監督の、北野氏に対する尊敬の意が込められているようでした!

撮影中、スカヨハがタケシさんのためにカンペ持ってあげてた、なんてエピソードも微笑ましい。

余談ですが荒巻大輔の髪型、以前から「変な髪型だなあ~、実際あんな髪の人いるのかね」……と思ってたんですけれども。
実は知人にいるんですわ。ソックリの髪型の男性が!思わず今回のタケシさんの画像、彼に見せて「ね?同じ髪型でしょ?」と言ってしまったくらい。ちなみに彼は美容師なんですけどね。

素子の周囲

個人的には、マイケル・ピットが出ていて非常に嬉しかったですね。

整ったお顔をここぞとばかりに醜く崩しつつもアンドロイドっぽい顔に作っていて、芸術的。思わず見とれます。
つくづく、翳のある役が似合いますね。

少佐は、テロに加わっていたゲイシャ・アンドロイドのチップに同期し、禁じられている頭脳の最奥部へダイヴするんですが、それを予期していたクゼ によってカウンター・ハックされ・・・という展開。

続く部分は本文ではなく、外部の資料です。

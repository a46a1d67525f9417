//! # Exam Translation
//!
//! 考试题目按需翻译：题目以源语言存储，展示时翻译成考试的目标语言，
//! 并提前翻译后面几道题，让考生翻页时不用等待。
//!
//! ## 架构设计
//!
//! 本系统采用四层架构：
//!
//! ### ① 基础设施层（Infrastructure）
//! - `infrastructure/` - 存储边界和后台任务调度
//! - `ExamStore` - 考试 / 题目 / 作答状态的读写能力
//! - `TaskScheduler` - 提交后台任务，不等待
//!
//! ### ② 外部客户端（Clients）
//! - `clients/` - 翻译服务边界
//! - `TranslationOracle` - 批量翻译 / 结构化翻译
//! - `LlmOracle` - 基于 OpenAI 兼容接口的实现
//!
//! ### ③ 业务能力层（Services）
//! - `services/` - 描述"我能做什么"，每次只处理一个键
//! - `permutation` - 按考试种子确定选项顺序
//! - `SingleFlightCache` - 每个键最多一个进行中的计算，失败不缓存
//! - `ExamTranslator` - 翻译一道考试题
//! - `Prefetcher` - 提前翻译后面的题目
//!
//! ### ④ 流程层（Workflow）
//! - `workflow/` - 定义"展示一道题 / 提交一次答案"的完整流程
//! - `QuestionAssembler` - 排列 → 等待翻译 → 预取 → 合并作答状态
//! - `render_text` - 渲染成纯文本
//!
//! ## 模块结构

pub mod clients;
pub mod config;
pub mod error;
pub mod infrastructure;
pub mod models;
pub mod services;
pub mod utils;
pub mod workflow;

// 重新导出常用类型
pub use clients::{LlmOracle, TranslationOracle};
pub use config::{Config, TranslationMode};
pub use error::{AppError, AppResult};
pub use infrastructure::{ExamStore, InMemoryExamStore, TaskScheduler, TokioScheduler};
pub use models::{Language, QuestionView, TranslationKey, TranslationRecord};
pub use services::{Prefetcher, SingleFlightCache};
pub use workflow::{render_text, QuestionAssembler};
//! 题目纯文本渲染
//!
//! 生成报告 / 对话上下文里使用的 Markdown 片段。

use std::fmt::Write;

use crate::models::QuestionView;

const NO_ANSWER: &str = "no answer";

/// 把题目视图渲染成纯文本
///
/// `correct` 为 None 表示未作答。
pub fn render_text(view: &QuestionView, correct: Option<bool>) -> String {
    let status = match correct {
        Some(true) => "correct",
        Some(false) => "incorrect",
        None => "unanswered",
    };

    let mut text = String::new();
    let _ = writeln!(text, "## Question {} ({})", view.ordinal + 1, status);
    let _ = writeln!(text, "{}", view.title);

    let _ = writeln!(text, "### Options");
    for option in &view.options {
        let _ = writeln!(text, "- {}: {}", option.key, option.value);
    }

    let _ = writeln!(text, "### Correct answers");
    let _ = writeln!(
        text,
        "{}",
        join_or_none(view.actual_answers.as_deref().unwrap_or_default())
    );

    let _ = writeln!(text, "### Selected answers");
    let _ = writeln!(text, "{}", join_or_none(&view.user_answers));

    if let Some(explanation) = &view.explanation {
        let _ = writeln!(text, "### Explanation");
        let _ = writeln!(text, "{}", explanation);
    }

    text
}

fn join_or_none(labels: &[String]) -> String {
    if labels.is_empty() {
        NO_ANSWER.to_string()
    } else {
        labels.join(", ")
    }
}
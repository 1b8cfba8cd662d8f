//! Attribute identifiers (join variables).

use serde::{Deserialize, Serialize};
use std::fmt;

/// A join variable shared across relations, identified by number.
///
/// Ordering is numeric; every attribute set in the workspace enumerates in
/// ascending order of this id.
#[derive(Clone, Copy, Hash, PartialEq, Eq, Ord, PartialOrd, Serialize, Deserialize)]
#[serde(transparent)]
pub struct Attribute(usize);

impl Attribute {
    /// Create a new attribute.
    #[inline]
    pub const fn new(id: usize) -> Self {
        Self(id)
    }

    /// Numeric identifier.
    #[inline]
    pub fn id(&self) -> usize {
        self.0
    }
}

impl From<usize> for Attribute {
    fn from(id: usize) -> Self {
        Self(id)
    }
}

impl fmt::Display for Attribute {
    fn fmt(&self, f: &mut fmt::Formatter) -> fmt::Result {
        write!(f, "{}", self.0)
    }
}

impl fmt::Debug for Attribute {
    fn fmt(&self, f: &mut fmt::Formatter<'_>) -> fmt::Result {
        // Delegate Debug to Display
        fmt::Display::fmt(self, f)
    }
}
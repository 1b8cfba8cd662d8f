use crate::Attribute;
use thiserror::Error;

#[derive(Error, Debug, PartialEq, Eq)]
pub enum CatalogError {
    #[error("Catalog error: at least one relation is required to order attributes")]
    EmptyRelationList,
    #[error("Catalog error: relation '{relation}' references attribute {attribute} outside the universe")]
    AttributeOutsideUniverse {
        relation: String,
        attribute: Attribute,
    },
    #[error("Catalog error: duplicate relation label '{0}'")]
    DuplicateRelationLabel(String),
}

pub type Result<T> = std::result::Result<T, CatalogError>;
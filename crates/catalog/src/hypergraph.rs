//! Validated join hypergraphs.

use crate::error::{CatalogError, Result};
use crate::{Attribute, Relation};
use itertools::Itertools;
use std::collections::{BTreeSet, HashSet};
use std::fmt;
use tracing::trace;

/// The ordering input: an attribute universe plus an ordered relation list.
///
/// The relation list order is significant: the partition tree consumes the
/// last relation first.
#[derive(Debug, Clone, PartialEq, Eq)]
pub struct Hypergraph {
    universe: BTreeSet<Attribute>,
    relations: Vec<Relation>,
}

impl Hypergraph {
    /// Create a hypergraph, rejecting inputs the ordering cannot handle.
    ///
    /// Fails on an empty relation list, on duplicate relation labels and on
    /// relations that reference attributes missing from `universe`.
    pub fn new<A>(universe: impl IntoIterator<Item = A>, relations: Vec<Relation>) -> Result<Self>
    where
        A: Into<Attribute>,
    {
        let universe: BTreeSet<Attribute> = universe.into_iter().map(Into::into).collect();
        validate(&universe, &relations)?;
        trace!(
            "Hypergraph: {} attributes, {} relations",
            universe.len(),
            relations.len()
        );
        Ok(Self {
            universe,
            relations,
        })
    }

    /// Create a hypergraph whose universe is the union of all relation attributes.
    pub fn from_relations(relations: Vec<Relation>) -> Result<Self> {
        let universe: BTreeSet<Attribute> = relations
            .iter()
            .flat_map(|r| r.attributes().iter().copied())
            .collect();
        Self::new(universe, relations)
    }

    #[must_use]
    pub fn universe(&self) -> &BTreeSet<Attribute> {
        &self.universe
    }

    #[must_use]
    pub fn relations(&self) -> &[Relation] {
        &self.relations
    }

    /// Look up a relation by label.
    #[must_use]
    pub fn relation(&self, label: &str) -> Option<&Relation> {
        self.relations.iter().find(|r| r.label() == label)
    }

    /// Universe attributes that no relation references, ascending.
    #[must_use]
    pub fn unreferenced_attributes(&self) -> Vec<Attribute> {
        self.universe
            .iter()
            .copied()
            .filter(|a| !self.relations.iter().any(|r| r.contains(*a)))
            .collect()
    }
}

/// Check the ordering preconditions on a raw `(universe, relations)` pair.
pub fn validate(universe: &BTreeSet<Attribute>, relations: &[Relation]) -> Result<()> {
    if relations.is_empty() {
        return Err(CatalogError::EmptyRelationList);
    }

    let mut labels: HashSet<&str> = HashSet::with_capacity(relations.len());
    for relation in relations {
        if !labels.insert(relation.label()) {
            return Err(CatalogError::DuplicateRelationLabel(
                relation.label().to_string(),
            ));
        }
        if let Some(&attribute) = relation.attributes().difference(universe).next() {
            return Err(CatalogError::AttributeOutsideUniverse {
                relation: relation.label().to_string(),
                attribute,
            });
        }
    }
    Ok(())
}

impl fmt::Display for Hypergraph {
    fn fmt(&self, f: &mut fmt::Formatter<'_>) -> fmt::Result {
        writeln!(f, "universe: {{{}}}", self.universe.iter().join(", "))?;
        for (idx, relation) in self.relations.iter().enumerate() {
            writeln!(f, "  #{} {}", idx + 1, relation)?;
        }
        Ok(())
    }
}
//! Recursive construction of the partition tree.
//!
//! Relations are peeled off from the end of the list: the node created with
//! `count` relations in scope splits its universe by `relations[count - 1]`
//! and hands both halves to nodes with `count - 1` relations in scope.
use crate::error::Result;
use crate::partition_tree::PartitionNode;
use catalog::{Attribute, CatalogError, Relation};
use std::collections::BTreeSet;
use tracing::trace;

/// Builds a [`PartitionNode`] tree for a fixed relation list.
#[derive(Debug, Clone, Copy)]
pub struct TreeBuilder<'a> {
    relations: &'a [Relation],
}

impl<'a> TreeBuilder<'a> {
    pub fn new(relations: &'a [Relation]) -> Self {
        Self { relations }
    }

    /// Build the tree for `universe` with every relation in scope.
    ///
    /// Returns `None` when no relation intersects `universe` (including an
    /// empty universe or an empty relation list).
    pub fn build_root(&self, universe: &BTreeSet<Attribute>) -> Option<PartitionNode> {
        self.build(universe.clone(), self.relations.len())
    }

    /// Build the subtree for `universe` with `relations[0..count)` in scope.
    pub fn build(&self, universe: BTreeSet<Attribute>, count: usize) -> Option<PartitionNode> {
        let count = count.min(self.relations.len());
        let in_scope = &self.relations[..count];

        // Prune subsets that no relation in scope can tell anything about.
        if !in_scope.iter().any(|r| r.intersects(&universe)) {
            trace!("Pruned {:?} at count {}", universe, count);
            return None;
        }

        // Every relation in scope already binds the whole subset.
        let is_leaf = in_scope.iter().all(|r| r.covers(&universe));
        if count <= 1 || is_leaf {
            trace!("Leaf {:?} at count {}", universe, count);
            return Some(PartitionNode::new(count, universe, None, None));
        }

        let peeled = self.relations[count - 1].attributes();
        let outside: BTreeSet<Attribute> = universe.difference(peeled).copied().collect();
        let inside: BTreeSet<Attribute> = universe.intersection(peeled).copied().collect();
        trace!(
            "Split {:?} at count {} by {}: outside {:?}, inside {:?}",
            universe,
            count,
            self.relations[count - 1].label(),
            outside,
            inside
        );

        let left_child = self.build(outside, count - 1);
        let right_child = self.build(inside, count - 1);
        Some(PartitionNode::new(count, universe, left_child, right_child))
    }
}

/// Build the partition tree for `universe` against the ordered `relations`.
///
/// `Ok(None)` means no relation intersects the universe.
pub fn build_partition_tree(
    universe: &BTreeSet<Attribute>,
    relations: &[Relation],
) -> Result<Option<PartitionNode>> {
    if relations.is_empty() {
        return Err(CatalogError::EmptyRelationList.into());
    }
    Ok(TreeBuilder::new(relations).build_root(universe))
}

#[cfg(test)]
mod tests {
    use super::*;
    use crate::error::OptimizerError;

    fn set(ids: &[usize]) -> BTreeSet<Attribute> {
        ids.iter().copied().map(Attribute::new).collect()
    }

    fn triangle() -> Vec<Relation> {
        vec![
            Relation::new("R1", [1usize, 2]),
            Relation::new("R2", [2usize, 3]),
            Relation::new("R3", [1usize, 3]),
        ]
    }

    #[test]
    fn triangle_tree_shape() {
        let root = build_partition_tree(&set(&[1, 2, 3]), &triangle())
            .expect("relations present")
            .expect("universe is relevant");
        assert_eq!(root.label(), 3);
        assert_eq!(root.universe(), &set(&[1, 2, 3]));

        let left = root.left_child().expect("left child");
        assert!(left.is_leaf());
        assert_eq!(left.label(), 2);
        assert_eq!(left.universe(), &set(&[2]));

        let right = root.right_child().expect("right child");
        assert_eq!(right.label(), 2);
        assert_eq!(right.universe(), &set(&[1, 3]));
        let right_left = right.left_child().expect("leaf {1}");
        assert!(right_left.is_leaf());
        assert_eq!(right_left.label(), 1);
        assert_eq!(right_left.universe(), &set(&[1]));
        // {3} is disjoint from R1 and gets pruned.
        assert!(right.right_child().is_none());
    }

    #[test]
    fn single_relation_is_a_leaf() {
        let relations = vec![Relation::new("R1", [1usize, 2])];
        let root = build_partition_tree(&set(&[1, 2]), &relations)
            .expect("relations present")
            .expect("universe is relevant");
        assert!(root.is_leaf());
        assert_eq!(root.label(), 1);
        assert_eq!(root.node_count(), 1);
    }

    #[test]
    fn count_one_stops_even_without_cover() {
        let relations = vec![Relation::new("R1", [1usize])];
        let root = build_partition_tree(&set(&[1, 2]), &relations)
            .expect("relations present")
            .expect("universe is relevant");
        assert!(root.is_leaf());
        assert_eq!(root.universe(), &set(&[1, 2]));
    }

    #[test]
    fn shared_universe_stops_before_count_one() {
        // {1} is bound by every relation, so no split happens at count 3.
        let relations = vec![
            Relation::new("R1", [1usize, 2]),
            Relation::new("R2", [1usize, 3]),
            Relation::new("R3", [1usize, 4]),
        ];
        let root = TreeBuilder::new(&relations)
            .build(set(&[1]), 3)
            .expect("universe is relevant");
        assert!(root.is_leaf());
        assert_eq!(root.label(), 3);
    }

    #[test]
    fn disjoint_relation_prunes_root() {
        let relations = vec![Relation::new("R1", [3usize, 4])];
        let root = build_partition_tree(&set(&[1, 2]), &relations).expect("relations present");
        assert!(root.is_none());
    }

    #[test]
    fn empty_universe_prunes_root() {
        let root = build_partition_tree(&set(&[]), &triangle()).expect("relations present");
        assert!(root.is_none());
    }

    #[test]
    fn empty_relation_list_is_rejected() {
        assert_eq!(
            build_partition_tree(&set(&[1]), &[]),
            Err(OptimizerError::Catalog(CatalogError::EmptyRelationList))
        );
    }

    #[test]
    fn both_children_pruned_leaves_a_leaf() {
        // {2, 3} at count 2: R2 = {2} splits it into {3} and {2},
        // neither of which intersects R1 = {1}.
        let relations = vec![
            Relation::new("R1", [1usize]),
            Relation::new("R2", [2usize]),
            Relation::new("R3", [2usize, 3]),
        ];
        let root = build_partition_tree(&set(&[1, 2, 3]), &relations)
            .expect("relations present")
            .expect("universe is relevant");
        let right = root.right_child().expect("right child");
        assert_eq!(right.universe(), &set(&[2, 3]));
        assert!(right.is_leaf());
    }

    #[test]
    fn children_partition_the_parent_universe() {
        let relations = vec![
            Relation::new("R1", [1usize, 2, 4, 5]),
            Relation::new("R2", [1usize, 3, 4, 6]),
            Relation::new("R3", [1usize, 2, 3]),
            Relation::new("R4", [2usize, 4, 6]),
            Relation::new("R5", [3usize, 5, 6]),
        ];
        let root = build_partition_tree(&set(&[1, 2, 3, 4, 5, 6]), &relations)
            .expect("relations present")
            .expect("universe is relevant");

        fn check(node: &PartitionNode) {
            let mut union = BTreeSet::new();
            for child in [node.left_child(), node.right_child()].into_iter().flatten() {
                assert!(child.universe().is_subset(node.universe()));
                assert!(union.is_disjoint(child.universe()));
                union.extend(child.universe().iter().copied());
                assert_eq!(child.label() + 1, node.label());
                check(child);
            }
        }
        check(&root);
        assert!(root.depth() <= relations.len());
    }
}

バトー、トグサにも、もっと見せ場を作って欲しかったのですが、まあ……尺が足りないよね。

桃井かおりさんも出てきます。セリフは英語でしたが、とても“日本人のお母さん”という雰囲気がよく出ていました。
桃井さんらしかった、と言えばいいでしょうか。
柳宗理のヤカンを使っていました。

ジュリエット・ビノシュも、良い役でした。

人間の存在意義とは何か?

GHOSTとは……?

魂、自我、意識、存在、無意識と意識の間、……

「GHOST IN THE SHELL」というタイトルは、原作者がつけたかった深い意味のあるものであり、我々がすでになじんでいる「攻殻機動隊」とは、まったくもって意味の異なるものなのだと、この英語表記のタイトルが公式になった時、思い知ることになったのです。

────人は記憶で決まると思ってるけれど、それはちがう。私たちは、何をするかで決まるわ。────by少佐

どんな過去があろうとも、これから何をするかでその人の存在意義は定義されるのではないか。

自分の魂や存在に揺らいでいた少佐。

戻るところは、やっぱり「自分」なんですね。